La trasformazione del comportamento sotto l’effetto del dolore

Per quanto il dolore sia parte integrante della vita umana, con effetti diretti nella modificazione del comportamento, non è ancora stato studiato sotto il punto di vista sociologico, in particolare nei suoi effetti familiari e sociali. Nelle università americane indubbiamente è oggetto di studio restando però nei termini clinici e psicologici, mai relazionali che sarebbero quelli socialmente più rilevanti. Cos’avviene nelle coppie o comunque nei rapporti sociali di lungo termine, quando il dolore ha il sopravvento sulla mente delle persone?

Il dolore

Il dolore, la sofferenza, il panico o più semplicemente la sola paura, sono manifestazioni di conservazione dello spirito e del corpo per difendere la persona. Solitamente attraverso il dolore, si accende “una spia” che segnala l’urgenza d’allontanarsi o sottrarsi da una certa condizione di pericolo. Questo tipo di sofferenza rientra nel controllo della mente consentendo all’uomo e alla donna di poter ancora scegliere.

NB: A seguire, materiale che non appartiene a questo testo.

//! AMQP 0.9.1 plugin.
//!
//! Binding semantics (exchange/queue assertion, publish option derivation)
//! live here; the socket-level client is supplied through [`AmqpConnector`].
//!
//! | Binding                      | Effect                                              |
//! |------------------------------|-----------------------------------------------------|
//! | channel `is: queue`          | messages go straight to `queue.name` (required)     |
//! | channel `exchange.name`      | exchange asserted, messages routed by topic         |
//! | operation/message `deliveryMode` | `1` → non-persistent, `2` → persistent          |
//! | operation/message `timestamp`    | stamped with the send time in epoch millis      |

use crate::adapter::{AdapterFactory, Connection, Envelope, ProtocolAdapter};
use crate::error::PublishError;
use crate::spec::Server;
use async_trait::async_trait;
use serde_json::{json, Map, Value};
use std::sync::Arc;
use std::time::{SystemTime, UNIX_EPOCH};
use tracing::{debug, info, warn};

pub const PROTOCOL: &str = "amqp";
pub const PROTOCOL_VERSION: &str = "0.9.1";

/// Binding fields copied to the publish options unchanged
const PASSTHROUGH_OPTIONS: [&str; 6] = [
    "expiration",
    "userId",
    "priority",
    "mandatory",
    "replyTo",
    "contentEncoding",
];

/// Opens broker connections.
#[async_trait]
pub trait AmqpConnector: Send + Sync {
    async fn connect(&self, url: &str) -> Result<Arc<dyn AmqpClient>, PublishError>;
}

/// An open broker connection, shared by every adapter of one server.
#[async_trait]
pub trait AmqpClient: Send + Sync {
    async fn create_channel(&self) -> Result<Box<dyn AmqpChannel>, PublishError>;
    async fn close(&self) -> Result<(), PublishError>;
}

/// A broker channel owned by one adapter.
#[async_trait]
pub trait AmqpChannel: Send + Sync {
    async fn assert_exchange(
        &self,
        name: &str,
        kind: &str,
        options: &Map<String, Value>,
    ) -> Result<(), PublishError>;

    async fn assert_queue(&self, name: &str, options: &Map<String, Value>)
        -> Result<(), PublishError>;

    /// Returns the broker's acknowledgement flag
    async fn send_to_queue(
        &self,
        queue: &str,
        content: &[u8],
        options: &Map<String, Value>,
    ) -> Result<bool, PublishError>;

    /// Returns the broker's acknowledgement flag
    async fn publish(
        &self,
        exchange: &str,
        routing_key: &str,
        content: &[u8],
        options: &Map<String, Value>,
    ) -> Result<bool, PublishError>;

    async fn close(&self) -> Result<(), PublishError> {
        Ok(())
    }
}

/// Connection type handed out by [`AmqpFactory`]
pub type AmqpConnection = Arc<dyn AmqpClient>;

pub struct AmqpFactory {
    connector: Arc<dyn AmqpConnector>,
}

impl AmqpFactory {
    pub fn new(connector: Arc<dyn AmqpConnector>) -> Self {
        Self { connector }
    }
}

#[async_trait]
impl AdapterFactory for AmqpFactory {
    fn protocol(&self) -> &str {
        PROTOCOL
    }

    async fn get_connection(&self, server: &Server) -> Result<Connection, PublishError> {
        if server.protocol != PROTOCOL {
            return Err(PublishError::protocol_mismatch(
                &server.name,
                "Protocol should be amqp",
            ));
        }
        if server.protocol_version.as_deref() != Some(PROTOCOL_VERSION) {
            return Err(PublishError::protocol_mismatch(
                &server.name,
                "Only the 0.9.1 protocol is supported",
            ));
        }
        let client = self.connector.connect(&server.url).await?;
        Ok(Connection::new::<AmqpConnection>(client))
    }

    fn create_adapter(
        &self,
        connection: Connection,
    ) -> Result<Box<dyn ProtocolAdapter>, PublishError> {
        let client = connection
            .downcast_ref::<AmqpConnection>()
            .cloned()
            .ok_or_else(|| PublishError::transport(PROTOCOL, "connection is not an AMQP client"))?;
        Ok(Box::new(AmqpAdapter::new(client)))
    }

    async fn close_connection(&self, connection: Connection) -> Result<(), PublishError> {
        match connection.downcast_ref::<AmqpConnection>() {
            Some(client) => client.close().await,
            None => Ok(()),
        }
    }
}

/// Where a bound channel sends its messages
#[derive(Debug, Clone, PartialEq, Eq)]
enum Destination {
    Queue(String),
    /// Exchange name (empty for the default exchange)
    Exchange(String),
}

pub struct AmqpAdapter {
    client: AmqpConnection,
    channel: Option<Box<dyn AmqpChannel>>,
    destination: Destination,
    operation_bindings: Map<String, Value>,
}

impl AmqpAdapter {
    fn new(client: AmqpConnection) -> Self {
        Self {
            client,
            channel: None,
            destination: Destination::Exchange(String::new()),
            operation_bindings: Map::new(),
        }
    }
}

/// Binding object minus `name` (and `type` for exchanges), over the defaults
fn declare_options(binding: &Map<String, Value>, defaults: Value, skip: &[&str]) -> Map<String, Value> {
    let mut options = match defaults {
        Value::Object(map) => map,
        _ => Map::new(),
    };
    for (k, v) in binding {
        if !skip.contains(&k.as_str()) {
            options.insert(k.clone(), v.clone());
        }
    }
    options
}

fn is_set(value: Option<&Value>) -> bool {
    match value {
        None | Some(Value::Null) | Some(Value::Bool(false)) => false,
        Some(Value::String(s)) => !s.is_empty(),
        Some(Value::Number(n)) => n.as_f64() != Some(0.0),
        Some(_) => true,
    }
}

/// Translate AMQP binding fields into publish options.
///
/// `deliveryMode` becomes `persistent`, `cc`/`bcc` become `CC`/`BCC`,
/// `messageType` becomes `type`, a truthy `timestamp` is replaced by the
/// current time, and [`PASSTHROUGH_OPTIONS`] are copied when set.
#[must_use]
pub fn publish_options(bindings: &Map<String, Value>) -> Map<String, Value> {
    let mut options = Map::new();

    if is_set(bindings.get("timestamp")) {
        let millis = SystemTime::now()
            .duration_since(UNIX_EPOCH)
            .map(|d| d.as_millis())
            .unwrap_or_default();
        options.insert("timestamp".into(), json!(u64::try_from(millis).unwrap_or(u64::MAX)));
    }
    match bindings.get("deliveryMode").and_then(Value::as_u64) {
        Some(1) => {
            options.insert("persistent".into(), Value::Bool(false));
        }
        Some(2) => {
            options.insert("persistent".into(), Value::Bool(true));
        }
        _ => {}
    }
    for (from, to) in [("cc", "CC"), ("bcc", "BCC"), ("messageType", "type")] {
        if let Some(v) = bindings.get(from).filter(|v| is_set(Some(v))) {
            options.insert(to.into(), v.clone());
        }
    }
    for key in PASSTHROUGH_OPTIONS {
        if let Some(v) = bindings.get(key).filter(|v| is_set(Some(v))) {
            options.insert(key.into(), v.clone());
        }
    }
    options
}

/// Assert the exchange and queue named by the channel binding.
///
/// Returns the destination when the binding names one.
async fn declare(
    amqp_channel: &dyn AmqpChannel,
    is_queue: bool,
    exchange: Option<&Map<String, Value>>,
    queue: Option<&Map<String, Value>>,
    queue_name: Option<&str>,
) -> Result<Option<Destination>, PublishError> {
    let mut destination = None;

    if !is_queue {
        if let Some((exchange, name)) = exchange.and_then(|ex| {
            ex.get("name")
                .and_then(Value::as_str)
                .filter(|n| !n.is_empty())
                .map(|n| (ex, n))
        }) {
            let kind = exchange.get("type").and_then(Value::as_str).unwrap_or("topic");
            let options = declare_options(
                exchange,
                json!({"durable": true, "internal": false, "autoDelete": false}),
                &["name", "type"],
            );
            amqp_channel.assert_exchange(name, kind, &options).await?;
            debug!(exchange = %name, kind = %kind, "Exchange asserted");
            destination = Some(Destination::Exchange(name.to_string()));
        }
    }

    if let (Some(queue), Some(name)) = (queue, queue_name) {
        let options = declare_options(
            queue,
            json!({"durable": true, "exclusive": false, "autoDelete": false}),
            &["name"],
        );
        amqp_channel.assert_queue(name, &options).await?;
        debug!(queue = %name, "Queue asserted");
        if is_queue {
            destination = Some(Destination::Queue(name.to_string()));
        }
    }
    Ok(destination)
}

#[async_trait]
impl ProtocolAdapter for AmqpAdapter {
    async fn bind(&mut self, channel: &Value, operation: &Value) -> Result<(), PublishError> {
        self.operation_bindings = operation.as_object().cloned().unwrap_or_default();

        let is_queue = channel.get("is").and_then(Value::as_str) == Some("queue");
        let exchange = channel.get("exchange").and_then(Value::as_object);
        let queue = channel.get("queue").and_then(Value::as_object);
        let queue_name = queue
            .and_then(|q| q.get("name"))
            .and_then(Value::as_str)
            .filter(|n| !n.is_empty());

        if is_queue && queue_name.is_none() {
            return Err(PublishError::binding(
                "Channel type \"queue\" should have a queue name defined",
            ));
        }

        let amqp_channel = self.client.create_channel().await?;
        match declare(amqp_channel.as_ref(), is_queue, exchange, queue, queue_name).await {
            Ok(destination) => {
                if let Some(destination) = destination {
                    self.destination = destination;
                }
                self.channel = Some(amqp_channel);
                Ok(())
            }
            Err(err) => {
                if let Err(close_err) = amqp_channel.close().await {
                    warn!(error = %close_err, "Failed to close channel after declaration error");
                }
                Err(err)
            }
        }
    }

    async fn publish(
        &self,
        envelope: &Envelope,
        bindings: &Map<String, Value>,
    ) -> Result<Value, PublishError> {
        let channel = self
            .channel
            .as_ref()
            .ok_or_else(|| PublishError::transport(PROTOCOL, "adapter is not bound"))?;
        let content = envelope.payload()?;

        let mut merged = self.operation_bindings.clone();
        merged.extend(bindings.iter().map(|(k, v)| (k.clone(), v.clone())));
        let mut options = publish_options(&merged);
        options.extend(envelope.options.iter().map(|(k, v)| (k.clone(), v.clone())));
        options.insert("headers".into(), Value::Object(envelope.headers.clone()));

        let acked = match &self.destination {
            Destination::Queue(queue) => {
                debug!(queue = %queue, topic = %envelope.topic, "Sending to queue");
                channel.send_to_queue(queue, content.as_bytes(), &options).await?
            }
            Destination::Exchange(exchange) => {
                debug!(exchange = %exchange, routing_key = %envelope.topic, "Publishing to exchange");
                channel
                    .publish(exchange, &envelope.topic, content.as_bytes(), &options)
                    .await?
            }
        };
        Ok(Value::Bool(acked))
    }

    async fn stop(&self) -> Result<(), PublishError> {
        if let Some(channel) = &self.channel {
            channel.close().await?;
            info!("AMQP channel closed");
        }
        Ok(())
    }
}

#[cfg(test)]
mod tests {
    use super::*;

    fn bindings(value: Value) -> Map<String, Value> {
        value.as_object().cloned().unwrap()
    }

    #[test]
    fn test_delivery_mode_maps_to_persistent() {
        let opts = publish_options(&bindings(json!({"deliveryMode": 2})));
        assert_eq!(opts["persistent"], json!(true));
        let opts = publish_options(&bindings(json!({"deliveryMode": 1})));
        assert_eq!(opts["persistent"], json!(false));
        let opts = publish_options(&bindings(json!({"deliveryMode": 3})));
        assert!(!opts.contains_key("persistent"));
    }

    #[test]
    fn test_renamed_and_passthrough_options() {
        let opts = publish_options(&bindings(json!({
            "cc": ["audit"],
            "bcc": ["shadow"],
            "messageType": "job.started",
            "priority": 5,
            "replyTo": "",
            "bindingVersion": "0.2.0"
        })));
        assert_eq!(opts["CC"], json!(["audit"]));
        assert_eq!(opts["BCC"], json!(["shadow"]));
        assert_eq!(opts["type"], json!("job.started"));
        assert_eq!(opts["priority"], json!(5));
        assert!(!opts.contains_key("replyTo"));
        assert!(!opts.contains_key("bindingVersion"));
    }

    #[test]
    fn test_timestamp_is_stamped() {
        let opts = publish_options(&bindings(json!({"timestamp": true})));
        assert!(opts["timestamp"].as_u64().unwrap() > 0);
        let opts = publish_options(&bindings(json!({"timestamp": false})));
        assert!(!opts.contains_key("timestamp"));
    }

    #[test]
    fn test_declare_options_override_defaults() {
        let exchange = bindings(json!({"name": "jobs", "type": "topic", "durable": false}));
        let opts = declare_options(
            &exchange,
            json!({"durable": true, "internal": false, "autoDelete": false}),
            &["name", "type"],
        );
        assert_eq!(
            Value::Object(opts),
            json!({"durable": false, "internal": false, "autoDelete": false})
        );
    }
}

Il tipo di dolore oggetto di questo studio però, non è quello sotto il controllo della sensibilità umana, ma al contrario, quando è sofferto per effetto di malattie o traumi ai quali non c’è stata scelta. In questi casi non resta che sopportare, “accettando” la sofferenza in attesa di guarire o nella speranza che evolva il proprio stato clinico. Quel tipo di dolore che si sopporta, anche perché imposto dalla sorte della vita, sviluppandosi su un medio lungo periodo, concorre alla modifica del comportamento umano, ridefinendo l’intera struttura della relazione sociale, affettiva e familiare in senso solitamente peggiorativo.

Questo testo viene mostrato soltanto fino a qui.